(Collected data)

#####

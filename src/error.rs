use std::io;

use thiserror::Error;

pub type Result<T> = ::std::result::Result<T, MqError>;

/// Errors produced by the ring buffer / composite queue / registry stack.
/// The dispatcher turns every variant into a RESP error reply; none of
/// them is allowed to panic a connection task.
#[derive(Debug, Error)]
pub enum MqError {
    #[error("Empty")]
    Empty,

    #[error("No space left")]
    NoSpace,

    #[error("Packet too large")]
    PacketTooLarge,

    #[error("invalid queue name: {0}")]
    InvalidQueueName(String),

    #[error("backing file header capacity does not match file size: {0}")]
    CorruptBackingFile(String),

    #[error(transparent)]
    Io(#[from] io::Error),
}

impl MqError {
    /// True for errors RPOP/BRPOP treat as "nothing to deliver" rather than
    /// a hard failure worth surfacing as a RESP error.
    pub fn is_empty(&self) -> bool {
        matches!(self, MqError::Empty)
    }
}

#####

* [Aim of the task]
From the line containing "pub fn is_empty(&self)" down to the last line of the data, transcribe every line exactly; nothing else should appear.

* [Completed exercise]
    pub fn is_empty(&self) -> bool {
        matches!(self, MqError::Empty)
    }
}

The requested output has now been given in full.